Wednesday, September 15, 2010

Dear Clinic - I May Have Pre-Maturely Judged You

So I am a firm believer that there are two types of fear. Fear that immobilizes you and fear that motivates you. Some of my greatest successes have been hard fought battles against the ever present reality that if I dont give it my all, I wont make. Yes, its a struggle. Yes, it is emotionally exhausting. But the moments I recall with such clarity, where I was proud of what I had accomplished, came hand and hand with overcoming a goal that was a struggle and seemed just out of reach. I know that with enough hard work, you can come back from huge deficits. My entire University career is a constant reminder of such. I think that you need to fear failure and have goals that stretch you beyond your current reach in order to grow. But set unreachable goals and suddenly you are paralyzed and unable to achieve anything. If something is going to worry and scare me, I'd much rather come out the other side more than what I started as.
Clinic for the first bit was border-lining on being too much. I felt constantly out of my depth and that it was past my reach. Has clinic really changed much? No. For the most part its still just as bureaucratic and frustrating as ever. But the fact that it has set the expectations so high has caused an effect I didnt quite expect. 
I feel put together in ways that only a few short weeks ago I felt broken. And this feeling of unmatched wholeness is new to me. Always the realist, I'm well aware that reality kinda blows. But because clinic is such a task master, it left me with only two options: 1. Fail miserably and crumble away under the pressure or 2. Let that pressure turn me into something better than I started. 
Am I the picture of perfection? HA. Hardly. But I feel balanced and happy. I'm busy, I'm tired and a lot of the time I still question whether I'm gonna make it - but as of yet I'm keeping it together (except when I'm shirking my responsibilities like tonight). 
One of the biggest fears I have is that dental school and being in Massachusetts will irreparably change the very person I am for the worst.
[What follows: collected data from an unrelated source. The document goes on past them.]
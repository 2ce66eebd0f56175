//! Loudness balancer
//!
//! Picks one target loudness for a set of clips and computes the additive
//! dB correction that brings each clip onto it. The measurements themselves
//! come from an external analysis step.
//!
//! For every sample `s[i]`: `s[i] + adjustments[i] == target_loudness`.

mod gain;

pub use gain::{db_to_linear, GainLimits};

use serde::{Deserialize, Serialize};

use crate::error::{CoreError, CoreResult};
use crate::types::{LoudnessSample, LoudnessStrategy, DEFAULT_FIXED_TARGET_DB};

/// Output of [`compute_adjustments`], index-aligned with the input
#[derive(Debug, Clone, PartialEq, Serialize, Deserialize)]
#[serde(rename_all = "camelCase")]
pub struct LoudnessAdjustments {
    pub adjustments: Vec<f64>,
    pub target_loudness: f64,
}

/// Gain adjustment for one measured clip
#[derive(Debug, Clone, PartialEq, Serialize, Deserialize)]
#[serde(rename_all = "camelCase")]
pub struct ClipGain {
    pub clip_id: String,
    pub adjustment_db: f64,
}

/// Compute per-sample gain adjustments toward a common target.
///
/// `fixed_target_db` is only read by [`LoudnessStrategy::Fixed`] and defaults
/// to [`DEFAULT_FIXED_TARGET_DB`].
///
/// # Errors
/// `InvalidArgument` when `samples` is empty and the strategy derives its
/// target from the data (`Average`, `Median`).
///
/// # Example
/// ```
/// use cardreel_core::loudness::compute_adjustments;
/// use cardreel_core::LoudnessStrategy;
///
/// let result = compute_adjustments(&[-12.0, -28.0], LoudnessStrategy::Fixed, None);
/// let result = result.unwrap();
/// assert_eq!(result.target_loudness, -16.0);
/// assert_eq!(result.adjustments, vec![-4.0, 12.0]);
/// ```
pub fn compute_adjustments(
    samples: &[f64],
    strategy: LoudnessStrategy,
    fixed_target_db: Option<f64>,
) -> CoreResult<LoudnessAdjustments> {
    let target_loudness = target_loudness(samples, strategy, fixed_target_db)?;
    let adjustments = samples.iter().map(|&s| target_loudness - s).collect();

    log::debug!(
        "compute_adjustments: {} samples, strategy={}, target={:.2} dB",
        samples.len(),
        strategy,
        target_loudness
    );

    Ok(LoudnessAdjustments {
        adjustments,
        target_loudness,
    })
}

/// Same as [`compute_adjustments`] but keyed by clip id, in input order.
pub fn compute_for_samples(
    samples: &[LoudnessSample],
    strategy: LoudnessStrategy,
    fixed_target_db: Option<f64>,
) -> CoreResult<(Vec<ClipGain>, f64)> {
    let values: Vec<f64> = samples.iter().map(|s| s.loudness_db).collect();
    let result = compute_adjustments(&values, strategy, fixed_target_db)?;
    let gains = samples
        .iter()
        .zip(result.adjustments)
        .map(|(sample, adjustment_db)| ClipGain {
            clip_id: sample.clip_id.clone(),
            adjustment_db,
        })
        .collect();
    Ok((gains, result.target_loudness))
}

/// Resolve the target loudness for a strategy.
pub fn target_loudness(
    samples: &[f64],
    strategy: LoudnessStrategy,
    fixed_target_db: Option<f64>,
) -> CoreResult<f64> {
    match strategy {
        LoudnessStrategy::Fixed => Ok(fixed_target_db.unwrap_or(DEFAULT_FIXED_TARGET_DB)),
        LoudnessStrategy::Average | LoudnessStrategy::Median if samples.is_empty() => {
            Err(CoreError::InvalidArgument(format!(
                "{} loudness target needs at least one sample",
                strategy
            )))
        }
        LoudnessStrategy::Average => Ok(mean(samples)),
        LoudnessStrategy::Median => Ok(median(samples)),
    }
}

fn mean(values: &[f64]) -> f64 {
    values.iter().sum::<f64>() / values.len() as f64
}

/// Median of a non-empty slice; even counts average the two middle values.
fn median(values: &[f64]) -> f64 {
    let mut sorted = values.to_vec();
    sorted.sort_by(f64::total_cmp);
    let mid = sorted.len() / 2;
    if sorted.len() % 2 == 1 {
        sorted[mid]
    } else {
        (sorted[mid - 1] + sorted[mid]) / 2.0
    }
}
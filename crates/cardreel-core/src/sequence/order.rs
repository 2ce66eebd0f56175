//! Randomised ordering passes
//!
//! Two deliberately different algorithms:
//!
//! - [`fisher_yates`] produces a uniform permutation.
//! - [`biased_random_order`] sorts with a coin-flip comparator, which is what
//!   the desktop app's "random" mode has always done. The result is NOT
//!   uniform (elements tend to stay near their starting position), but some
//!   users depend on that feel, so it is kept as its own mode.

use rand::Rng;

/// Uniform in-place shuffle.
///
/// For `i` from the last index down to 1, swap element `i` with an element
/// chosen uniformly from `[0, i]`.
pub fn fisher_yates<T, R: Rng>(items: &mut [T], rng: &mut R) {
    for i in (1..items.len()).rev() {
        let j = rng.gen_range(0..=i);
        items.swap(i, j);
    }
}

/// In-place insertion sort driven by a random comparator.
///
/// Each pass asks "is this element less than its left neighbour?" and gets a
/// fair coin flip as the answer, which mirrors `sort(() => Math.random() - 0.5)`
/// on the short arrays the desktop app sorts. The standard library sorts are
/// not used here because they may panic when the comparator is not a total
/// order.
pub fn biased_random_order<T, R: Rng>(items: &mut [T], rng: &mut R) {
    for i in 1..items.len() {
        let mut j = i;
        while j > 0 && rng.gen_bool(0.5) {
            items.swap(j, j - 1);
            j -= 1;
        }
    }
}

#[cfg(test)]
mod tests {
    use super::*;

    use rand::rngs::StdRng;
    use rand::SeedableRng;

    const N: usize = 5;
    const TRIALS: usize = 20_000;

    /// counts[position][value]
    fn position_counts(shuffle: fn(&mut [usize], &mut StdRng)) -> [[usize; N]; N] {
        let mut rng = StdRng::seed_from_u64(0x5eed);
        let mut counts = [[0usize; N]; N];
        for _ in 0..TRIALS {
            let mut items: Vec<usize> = (0..N).collect();
            shuffle(&mut items, &mut rng);
            for (pos, &value) in items.iter().enumerate() {
                counts[pos][value] += 1;
            }
        }
        counts
    }

    #[test]
    fn test_fisher_yates_keeps_elements() {
        let mut rng = StdRng::seed_from_u64(7);
        let mut items: Vec<u32> = (0..50).collect();
        fisher_yates(&mut items, &mut rng);
        let mut sorted = items.clone();
        sorted.sort_unstable();
        assert_eq!(sorted, (0..50).collect::<Vec<_>>());
    }

    #[test]
    fn test_fisher_yates_is_roughly_uniform() {
        let counts = position_counts(|items, rng| fisher_yates(items, rng));
        let expected = TRIALS as f64 / N as f64;
        for row in counts.iter() {
            for &count in row.iter() {
                let deviation = (count as f64 - expected).abs() / expected;
                assert!(deviation < 0.1, "count {} vs {}", count, expected);
            }
        }
    }

    #[test]
    fn test_biased_order_keeps_elements() {
        let mut rng = StdRng::seed_from_u64(11);
        let mut items: Vec<u32> = (0..50).collect();
        biased_random_order(&mut items, &mut rng);
        let mut sorted = items.clone();
        sorted.sort_unstable();
        assert_eq!(sorted, (0..50).collect::<Vec<_>>());
    }

    #[test]
    fn test_biased_order_is_not_uniform() {
        let counts = position_counts(|items, rng| biased_random_order(items, rng));
        // The last element is inserted last and stays put on the first
        // coin flip, so it ends in the final slot about half the time.
        let expected = TRIALS as f64 / N as f64;
        assert!(counts[N - 1][N - 1] as f64 > expected * 2.0);
    }

    #[test]
    fn test_short_inputs() {
        let mut rng = StdRng::seed_from_u64(1);
        let mut empty: Vec<u8> = Vec::new();
        fisher_yates(&mut empty, &mut rng);
        biased_random_order(&mut empty, &mut rng);
        assert!(empty.is_empty());

        let mut one = vec![42];
        fisher_yates(&mut one, &mut rng);
        biased_random_order(&mut one, &mut rng);
        assert_eq!(one, vec![42]);
    }
}
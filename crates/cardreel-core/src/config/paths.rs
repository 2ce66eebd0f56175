//! Default config locations

use std::path::PathBuf;

/// `~/.config/cardreel` (platform config dir), or `./cardreel` when the
/// platform has none.
pub fn default_config_dir() -> PathBuf {
    dirs::config_dir()
        .unwrap_or_else(|| PathBuf::from("."))
        .join("cardreel")
}

/// Path of a named file inside [`default_config_dir`]
pub fn default_config_path(filename: &str) -> PathBuf {
    default_config_dir().join(filename)
}

#[cfg(test)]
mod tests {
    use super::*;

    #[test]
    fn test_config_dir_ends_with_app_name() {
        assert!(default_config_dir().ends_with("cardreel"));
    }

    #[test]
    fn test_config_path_includes_filename() {
        let path = default_config_path("config.yaml");
        assert!(path.ends_with("cardreel/config.yaml"));
    }
}
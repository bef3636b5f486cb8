//! Arena Setup & Reward Escrow
//!
//! Creates the competition layer and its reward escrow. Rewards are paid
//! from the vault only, so the escrow must be funded before winners can
//! claim; `fund_rewards` is how it gets topped up.

use anchor_lang::prelude::*;
use anchor_spl::{
    associated_token::AssociatedToken,
    token_interface::{transfer_checked, Mint, TokenAccount, TokenInterface, TransferChecked},
};

use crate::state::{Arena, Config, PoolError};

#[event]
pub struct EpochStarted {
    pub epoch_id: u64,
    pub start_time: i64,
    pub end_time: i64,
}

#[event]
pub struct RewardsFunded {
    pub funder: Pubkey,
    pub amount: u64,
}

#[derive(Accounts)]
pub struct InitializeArena<'info> {
    #[account(
        mut,
        constraint = admin.key() == config.admin @ PoolError::UnauthorizedController,
    )]
    pub admin: Signer<'info>,

    #[account(seeds = [Config::SEED], bump = config.bump)]
    pub config: Account<'info, Config>,

    #[account(
        init,
        payer = admin,
        space = 8 + Arena::INIT_SPACE,
        seeds = [Arena::SEED],
        bump,
    )]
    pub arena: Account<'info, Arena>,

    pub reward_mint: InterfaceAccount<'info, Mint>,

    /// Reward escrow, arena authority
    #[account(
        init,
        payer = admin,
        associated_token::mint = reward_mint,
        associated_token::authority = arena,
    )]
    pub reward_vault: InterfaceAccount<'info, TokenAccount>,

    pub token_program: Interface<'info, TokenInterface>,
    pub associated_token_program: Program<'info, AssociatedToken>,
    pub system_program: Program<'info, System>,
}

impl<'info> InitializeArena<'info> {
    pub fn initialize_arena(
        &mut self,
        scorer: Pubkey,
        epoch_duration: i64,
        reward_amount: u64,
        bumps: InitializeArenaBumps,
    ) -> Result<()> {
        require!(epoch_duration > 0, PoolError::ZeroAmount);

        let now = Clock::get()?.unix_timestamp;

        self.arena.set_inner(Arena {
            scorer,
            epoch_duration,
            reward_mint: self.reward_mint.key(),
            reward_vault: self.reward_vault.key(),
            reward_amount,
            current_epoch_id: 1,
            epoch_start: now,
            epoch_end: now.saturating_add(epoch_duration),
            proposals: vec![],
            total_proposals: 0,
            bump: bumps.arena,
        });

        emit!(EpochStarted {
            epoch_id: 1,
            start_time: now,
            end_time: self.arena.epoch_end,
        });

        msg!("Arena initialized, scorer {}", scorer);

        Ok(())
    }
}

#[derive(Accounts)]
pub struct FundRewards<'info> {
    #[account(mut)]
    pub funder: Signer<'info>,

    #[account(
        seeds = [Config::SEED],
        bump = config.bump,
        constraint = !config.paused @ PoolError::ProtocolPaused,
    )]
    pub config: Account<'info, Config>,

    #[account(seeds = [Arena::SEED], bump = arena.bump)]
    pub arena: Account<'info, Arena>,

    #[account(constraint = reward_mint.key() == arena.reward_mint)]
    pub reward_mint: InterfaceAccount<'info, Mint>,

    #[account(
        mut,
        associated_token::mint = reward_mint,
        associated_token::authority = funder,
    )]
    pub funder_token: InterfaceAccount<'info, TokenAccount>,

    #[account(mut, constraint = reward_vault.key() == arena.reward_vault)]
    pub reward_vault: InterfaceAccount<'info, TokenAccount>,

    pub token_program: Interface<'info, TokenInterface>,
}

impl<'info> FundRewards<'info> {
    pub fn fund_rewards(&mut self, amount: u64) -> Result<()> {
        require!(amount > 0, PoolError::ZeroAmount);

        transfer_checked(
            CpiContext::new(
                self.token_program.to_account_info(),
                TransferChecked {
                    from: self.funder_token.to_account_info(),
                    mint: self.reward_mint.to_account_info(),
                    to: self.reward_vault.to_account_info(),
                    authority: self.funder.to_account_info(),
                },
            ),
            amount,
            self.reward_mint.decimals,
        )?;

        emit!(RewardsFunded {
            funder: self.funder.key(),
            amount,
        });

        Ok(())
    }
}
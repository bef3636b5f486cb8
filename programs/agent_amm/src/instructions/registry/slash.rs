//! Slashing
//!
//! A penalty, not an expulsion: the slashed agent stays active and may keep
//! submitting updates, even if the remaining bond has fallen below the
//! registration minimum. The minimum is only checked at registration time.

use anchor_lang::prelude::*;

use crate::state::{Agent, Config, RegistryConfig, RegistryError};

#[event]
pub struct AgentSlashed {
    pub agent: Pubkey,
    pub amount: u64,
    pub remaining_bond: u64,
    pub reason: String,
}

#[derive(Accounts)]
pub struct SlashAgent<'info> {
    #[account(
        constraint = authority.key() == registry.authority @ RegistryError::NotAuthorized,
    )]
    pub authority: Signer<'info>,

    #[account(seeds = [Config::SEED], bump = config.bump)]
    pub config: Account<'info, Config>,

    #[account(mut, seeds = [RegistryConfig::SEED], bump = registry.bump)]
    pub registry: Account<'info, RegistryConfig>,

    #[account(
        mut,
        seeds = [Agent::SEED, agent.wallet.as_ref()],
        bump = agent.bump,
        constraint = agent.active @ RegistryError::NotRegistered,
    )]
    pub agent: Account<'info, Agent>,

    /// Slashed lamports land here
    /// CHECK: fixed by the config, nothing is read from it
    #[account(mut, constraint = treasury.key() == config.treasury)]
    pub treasury: UncheckedAccount<'info>,
}

impl<'info> SlashAgent<'info> {
    pub fn slash_agent(&mut self, amount: u64, reason: String) -> Result<()> {
        require!(amount > 0, RegistryError::ZeroAmount);
        require!(
            amount <= self.agent.bond_lamports,
            RegistryError::InsufficientSlashAmount
        );

        self.agent.bond_lamports -= amount;

        let registry_info = self.registry.to_account_info();
        let treasury_info = self.treasury.to_account_info();
        **registry_info.try_borrow_mut_lamports()? -= amount;
        **treasury_info.try_borrow_mut_lamports()? += amount;

        emit!(AgentSlashed {
            agent: self.agent.wallet,
            amount,
            remaining_bond: self.agent.bond_lamports,
            reason,
        });

        Ok(())
    }
}
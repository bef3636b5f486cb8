//! Pool Creation
//!
//! Creates the single-pair pool: the state PDA, both reserve vaults, the LP
//! share mint and the locked-liquidity sink. The pool starts with an
//! admin-chosen fee/curve and no controllers; `set_controllers` wires the
//! governance layer in afterwards.

use anchor_lang::prelude::*;
use anchor_spl::{
    associated_token::AssociatedToken,
    token_interface::{Mint, TokenAccount, TokenInterface},
};

use crate::curve::CurveMode;
use crate::state::{Config, Pool, PoolError};

#[event]
pub struct PoolCreated {
    pub pool: Pubkey,
    pub mint0: Pubkey,
    pub mint1: Pubkey,
    pub fee_bps: u16,
    pub curve_beta: u64,
    pub curve_mode: u8,
}

#[derive(Accounts)]
pub struct InitializePool<'info> {
    #[account(
        mut,
        constraint = admin.key() == config.admin @ PoolError::UnauthorizedController,
    )]
    pub admin: Signer<'info>,

    #[account(seeds = [Config::SEED], bump = config.bump)]
    pub config: Account<'info, Config>,

    #[account(
        init,
        payer = admin,
        space = 8 + Pool::INIT_SPACE,
        seeds = [Pool::SEED],
        bump,
    )]
    pub pool: Account<'info, Pool>,

    pub mint0: InterfaceAccount<'info, Mint>,
    pub mint1: InterfaceAccount<'info, Mint>,

    /// Reserve vault for token 0
    #[account(
        init,
        payer = admin,
        associated_token::mint = mint0,
        associated_token::authority = pool,
    )]
    pub vault0: InterfaceAccount<'info, TokenAccount>,

    /// Reserve vault for token 1
    #[account(
        init,
        payer = admin,
        associated_token::mint = mint1,
        associated_token::authority = pool,
    )]
    pub vault1: InterfaceAccount<'info, TokenAccount>,

    /// LP share mint, pool authority
    #[account(
        init,
        payer = admin,
        mint::decimals = 6,
        mint::authority = pool,
        seeds = [Pool::LP_MINT_SEED],
        bump,
    )]
    pub lp_mint: InterfaceAccount<'info, Mint>,

    /// Sink for the permanently locked minimum liquidity
    #[account(
        init,
        payer = admin,
        associated_token::mint = lp_mint,
        associated_token::authority = pool,
    )]
    pub lp_lock: InterfaceAccount<'info, TokenAccount>,

    pub token_program: Interface<'info, TokenInterface>,
    pub associated_token_program: Program<'info, AssociatedToken>,
    pub system_program: Program<'info, System>,
}

impl<'info> InitializePool<'info> {
    pub fn initialize_pool(
        &mut self,
        fee_bps: u16,
        curve_beta: u64,
        curve_mode: u8,
        protocol_fee_bps: u16,
        bumps: InitializePoolBumps,
    ) -> Result<()> {
        let now = Clock::get()?.unix_timestamp;

        self.pool.set_inner(Pool {
            mint0: self.mint0.key(),
            mint1: self.mint1.key(),
            vault0: self.vault0.key(),
            vault1: self.vault1.key(),
            lp_mint: self.lp_mint.key(),
            lp_lock: self.lp_lock.key(),
            reserve0: 0,
            reserve1: 0,
            fee_bps: 0,
            curve_beta: 0,
            curve_mode: CurveMode::Normal,
            price0_cumulative_last: 0,
            price1_cumulative_last: 0,
            last_update_ts: now,
            protocol_fee_bps,
            protocol_fee_accum0: 0,
            protocol_fee_accum1: 0,
            registry: Pubkey::default(),
            arena: Pubkey::default(),
            trade_count: 0,
            volume0: 0,
            volume1: 0,
            bump: bumps.pool,
        });

        // runs the same absolute-cap validation every later update goes through
        let mode = self.pool.apply_parameters(fee_bps, curve_beta, curve_mode)?;

        emit!(PoolCreated {
            pool: self.pool.key(),
            mint0: self.mint0.key(),
            mint1: self.mint1.key(),
            fee_bps,
            curve_beta,
            curve_mode: mode as u8,
        });

        msg!("Pool created: {} / {}", self.mint0.key(), self.mint1.key());

        Ok(())
    }
}
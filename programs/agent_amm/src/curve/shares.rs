//! # LP Share Math
//!
//! Minting and burning of the fungible claim on pool reserves.
//!
//! First deposit mints `floor(sqrt(a0 * a1)) - MINIMUM_LIQUIDITY` to the
//! provider; the `MINIMUM_LIQUIDITY` shares are minted to a pool-owned sink
//! and can never be burned. Subsequent deposits mint on the stricter of the
//! two reserve ratios, so an imbalanced deposit donates the excess to the
//! pool instead of extracting it.

use anchor_lang::prelude::*;

/// Shares permanently locked on the first deposit.
pub const MINIMUM_LIQUIDITY: u64 = 1_000;

#[error_code]
pub enum ShareError {
    #[msg("Deposit or withdrawal would mint or return zero")]
    InsufficientLiquidity,
    #[msg("Arithmetic overflow")]
    Overflow,
}

/// Shares minted to the first depositor (the locked minimum is excluded).
pub fn initial_liquidity(actual0: u64, actual1: u64) -> Result<u64> {
    let product = (actual0 as u128)
        .checked_mul(actual1 as u128)
        .ok_or(ShareError::Overflow)?;
    let shares = sqrt(product);
    let minted = shares
        .checked_sub(MINIMUM_LIQUIDITY as u128)
        .ok_or(ShareError::InsufficientLiquidity)?;
    require!(minted > 0, ShareError::InsufficientLiquidity);
    u64::try_from(minted).map_err(|_| ShareError::Overflow.into())
}

/// Shares minted for a follow-up deposit: `min` of the two reserve ratios.
pub fn liquidity_for_deposit(
    actual0: u64,
    actual1: u64,
    reserve0: u64,
    reserve1: u64,
    lp_supply: u64,
) -> Result<u64> {
    require!(reserve0 > 0 && reserve1 > 0, ShareError::InsufficientLiquidity);

    let by0 = (actual0 as u128)
        .checked_mul(lp_supply as u128)
        .ok_or(ShareError::Overflow)?
        / (reserve0 as u128);
    let by1 = (actual1 as u128)
        .checked_mul(lp_supply as u128)
        .ok_or(ShareError::Overflow)?
        / (reserve1 as u128);

    let minted = by0.min(by1);
    require!(minted > 0, ShareError::InsufficientLiquidity);
    u64::try_from(minted).map_err(|_| ShareError::Overflow.into())
}

/// Pro-rata reserve amounts released for burning `liquidity` shares.
pub fn amounts_for_burn(
    liquidity: u64,
    reserve0: u64,
    reserve1: u64,
    lp_supply: u64,
) -> Result<(u64, u64)> {
    require!(liquidity > 0, ShareError::InsufficientLiquidity);
    require!(lp_supply > 0, ShareError::InsufficientLiquidity);

    let amount0 = (liquidity as u128)
        .checked_mul(reserve0 as u128)
        .ok_or(ShareError::Overflow)?
        / (lp_supply as u128);
    let amount1 = (liquidity as u128)
        .checked_mul(reserve1 as u128)
        .ok_or(ShareError::Overflow)?
        / (lp_supply as u128);

    require!(amount0 > 0 && amount1 > 0, ShareError::InsufficientLiquidity);
    Ok((
        u64::try_from(amount0).map_err(|_| ShareError::Overflow)?,
        u64::try_from(amount1).map_err(|_| ShareError::Overflow)?,
    ))
}

/// Integer square root using Newton's method, floor(√x).
pub fn sqrt(x: u128) -> u128 {
    if x == 0 {
        return 0;
    }
    let mut z = (x + 1) / 2;
    let mut y = x;
    while z < y {
        y = z;
        z = (x / z + z) / 2;
    }
    y
}

// ============================================================================
// TESTS
// ============================================================================

#[cfg(test)]
mod tests {
    use super::*;

    #[test]
    fn test_sqrt() {
        assert_eq!(sqrt(0), 0);
        assert_eq!(sqrt(1), 1);
        assert_eq!(sqrt(4), 2);
        assert_eq!(sqrt(10), 3);
        assert_eq!(sqrt(1_000_000), 1_000);
        assert!(sqrt(u128::from(u64::MAX)).pow(2) <= u128::from(u64::MAX));
    }

    #[test]
    fn first_deposit_locks_minimum() {
        // sqrt(4e12) = 2e6 shares, 1000 locked
        let minted = initial_liquidity(2_000_000, 2_000_000).unwrap();
        assert_eq!(minted, 2_000_000 - MINIMUM_LIQUIDITY);
    }

    #[test]
    fn dust_first_deposit_rejected() {
        // sqrt(900) = 30 < MINIMUM_LIQUIDITY
        assert!(initial_liquidity(30, 30).is_err());
        // exactly the minimum still mints nothing spendable
        assert!(initial_liquidity(1_000, 1_000).is_err());
    }

    #[test]
    fn follow_up_deposit_takes_stricter_ratio() {
        // Pool 1000/1000 with 1000 shares. Deposit 100/500: only the 100
        // side counts; the surplus 400 is donated.
        let minted = liquidity_for_deposit(100, 500, 1_000, 1_000, 1_000).unwrap();
        assert_eq!(minted, 100);
    }

    #[test]
    fn share_proportionality_round_trip() {
        let (r0, r1, supply) = (5_000_000u64, 20_000_000u64, 9_000_000u64);
        let minted = liquidity_for_deposit(500_000, 2_000_000, r0, r1, supply).unwrap();

        // minted shares never exceed supply * min(a0/r0, a1/r1)
        assert!(minted as u128 <= supply as u128 * 500_000 / r0 as u128);

        // burning them immediately returns no more than was deposited
        let (out0, out1) =
            amounts_for_burn(minted, r0 + 500_000, r1 + 2_000_000, supply + minted).unwrap();
        assert!(out0 <= 500_000);
        assert!(out1 <= 2_000_000);
        // and within rounding of it
        assert!(out0 >= 499_000);
        assert!(out1 >= 1_996_000);
    }

    #[test]
    fn burn_of_zero_or_dust_rejected() {
        assert!(amounts_for_burn(0, 1_000, 1_000, 1_000).is_err());
        // 1 share of a huge supply rounds both sides to zero
        assert!(amounts_for_burn(1, 10, 10, 1_000_000).is_err());
    }
}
And this moment, this period of time gives me hope. Maybe I wont come out the other side as a completely unrecognizable shell of the person I started as. Because I rather liked who I was before I came here. 
Will I probably be cursing clinic shortly? H Yes. But for now I'm reveling in this feeling. However short-lived it may be.     

1 comment:

Deidre said...

You are doing really well, I get so confused and frustrated by all the stuff Brad tells me when he comes home. I'm always going WHY?!?! (And I'm sure I don't know the half of it.) To successfully navigate that and still schedule patients and learn is a HUGE, HUGE feat!